[Records from a collection]
'''

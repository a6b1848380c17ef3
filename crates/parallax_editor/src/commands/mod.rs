//! Keyboard commands

mod shortcuts;

pub use shortcuts::{handle_keyboard_shortcuts, key_from_keycode, Shortcuts};
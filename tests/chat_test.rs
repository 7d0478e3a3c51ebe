use moodlens::server;

async fn spawn_server() -> Result<String, Box<dyn std::error::Error>> {
    let listener = tokio::net::TcpListener::bind("127.0.0.1:0").await?;
    let addr = listener.local_addr()?;
    tokio::spawn(async move {
        axum::serve(listener, server::routes())
            .await
            .expect("chat server crashed");
    });
    Ok(format!("http://{}/chat", addr))
}

#[tokio::test]
async fn test_chat_echoes_message() -> Result<(), Box<dyn std::error::Error>> {
    let url = spawn_server().await?;
    let client = reqwest::Client::new();

    let response = client
        .post(&url)
        .json(&serde_json::json!({ "message": "I feel low" }))
        .send()
        .await?;
    assert_eq!(response.status(), reqwest::StatusCode::OK);

    let body: serde_json::Value = response.json().await?;
    let reply = body["reply"].as_str().expect("reply should be a string");
    assert!(reply.contains("I feel low"));
    Ok(())
}

#[tokio::test]
async fn test_chat_empty_message_gets_default_prompt() -> Result<(), Box<dyn std::error::Error>> {
    let url = spawn_server().await?;
    let client = reqwest::Client::new();

    let response = client
        .post(&url)
        .json(&serde_json::json!({ "message": "" }))
        .send()
        .await?;
    assert_eq!(response.status(), reqwest::StatusCode::BAD_REQUEST);

    let body: serde_json::Value = response.json().await?;
    assert_eq!(body["reply"], server::DEFAULT_PROMPT);
    Ok(())
}

#[tokio::test]
async fn test_chat_missing_message_gets_default_prompt() -> Result<(), Box<dyn std::error::Error>> {
    let url = spawn_server().await?;
    let client = reqwest::Client::new();

    let response = client
        .post(&url)
        .json(&serde_json::json!({}))
        .send()
        .await?;
    assert_eq!(response.status(), reqwest::StatusCode::BAD_REQUEST);

    let body: serde_json::Value = response.json().await?;
    assert_eq!(body["reply"], server::DEFAULT_PROMPT);
    Ok(())
}
//! A batch evaluation harness for an ONNX image classifier.
//!
//! The harness loads a trained classifier and its label set, runs inference
//! over a directory of test images, and tallies each prediction as a success
//! or a failure depending on a configurable set of failure labels.
//!
//! # Basic Usage
//!
//! ```no_run
//! # fn main() -> Result<(), Box<dyn std::error::Error>> {
//! use moodlens::{EvaluationRunner, ImageClassifier};
//!
//! let classifier = ImageClassifier::builder()
//!     .with_model("models/model.onnx")?
//!     .with_labels("models/labels.txt")?
//!     .with_input_size(224, 224)
//!     .build()?;
//!
//! let runner = EvaluationRunner::new(classifier, "images", ["neutral", "happy"]);
//! let report = runner.run()?;
//! println!("{}", report);
//! # Ok(())
//! # }
//! ```
//!
//! # Thread Safety
//!
//! The classifier is thread-safe and can be shared across threads using
//! `Arc`; the evaluation loop itself is deliberately single-threaded so that
//! two runs over an unchanged directory produce identical summaries.

pub mod classifier;
pub mod eval;
pub mod report;
mod runtime;
pub mod server;

pub use classifier::{
    load_labels, preprocess_bytes, preprocess_file, ClassifierBuilder, ClassifierError,
    ClassifierInfo, Classify, ImageClassifier, LabelError, Prediction, ScorePredictor,
};
pub use eval::{EvalError, EvaluationRunner, FileRecord, RunReport, RunSummary};
pub use runtime::{open_session, RuntimeConfig};

pub fn init_logger() {
    env_logger::init();
}
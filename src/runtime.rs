use ort::session::builder::{GraphOptimizationLevel, SessionBuilder};
use ort::session::Session;
use ort::Result as OrtResult;
use std::path::Path;
use std::sync::Once;

static INIT: Once = Once::new();

/// Settings for ONNX Runtime execution.
#[derive(Debug)]
pub struct RuntimeConfig {
    pub inter_threads: usize,
    pub intra_threads: usize,
    pub optimization_level: GraphOptimizationLevel,
}

impl Default for RuntimeConfig {
    fn default() -> Self {
        Self {
            inter_threads: 0, // Let ONNX Runtime decide
            intra_threads: 0, // Let ONNX Runtime decide
            optimization_level: GraphOptimizationLevel::Level3,
        }
    }
}

impl Clone for RuntimeConfig {
    fn clone(&self) -> Self {
        Self {
            inter_threads: self.inter_threads,
            intra_threads: self.intra_threads,
            optimization_level: match self.optimization_level {
                GraphOptimizationLevel::Level1 => GraphOptimizationLevel::Level1,
                GraphOptimizationLevel::Level2 => GraphOptimizationLevel::Level2,
                GraphOptimizationLevel::Level3 => GraphOptimizationLevel::Level3,
                GraphOptimizationLevel::Disable => GraphOptimizationLevel::Disable,
            },
        }
    }
}

fn init_onnx_environment() -> OrtResult<()> {
    ort::init().with_name("moodlens").commit()?;
    Ok(())
}

pub fn ensure_initialized() -> OrtResult<()> {
    INIT.call_once(|| {
        init_onnx_environment().expect("Failed to initialize ONNX Runtime environment");
    });
    Ok(())
}

fn session_builder(config: &RuntimeConfig) -> OrtResult<SessionBuilder> {
    ensure_initialized()?;
    let mut builder = Session::builder()?;

    // Configure threading
    if config.inter_threads > 0 {
        builder = builder.with_inter_threads(config.inter_threads)?;
    }
    if config.intra_threads > 0 {
        builder = builder.with_intra_threads(config.intra_threads)?;
    }

    let opt_level = match config.optimization_level {
        GraphOptimizationLevel::Level1 => GraphOptimizationLevel::Level1,
        GraphOptimizationLevel::Level2 => GraphOptimizationLevel::Level2,
        GraphOptimizationLevel::Level3 => GraphOptimizationLevel::Level3,
        GraphOptimizationLevel::Disable => GraphOptimizationLevel::Disable,
    };
    builder = builder.with_optimization_level(opt_level)?;

    Ok(builder)
}

/// Opens an inference session for the serialized model at `path`, using the
/// singleton ONNX Runtime environment.
pub fn open_session(path: impl AsRef<Path>, config: &RuntimeConfig) -> OrtResult<Session> {
    session_builder(config)?.commit_from_file(path.as_ref())
}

'''

Assignment: Using the entries above, return exactly the lines from the line with "let mut builder = Session::builder()?;" to the line with "let opt_level = match", counting both of those lines.

Answer space:
    let mut builder = Session::builder()?;

    // Configure threading
    if config.inter_threads > 0 {
        builder = builder.with_inter_threads(config.inter_threads)?;
    }
    if config.intra_threads > 0 {
        builder = builder.with_intra_threads(config.intra_threads)?;
    }

    let opt_level = match config.optimization_level {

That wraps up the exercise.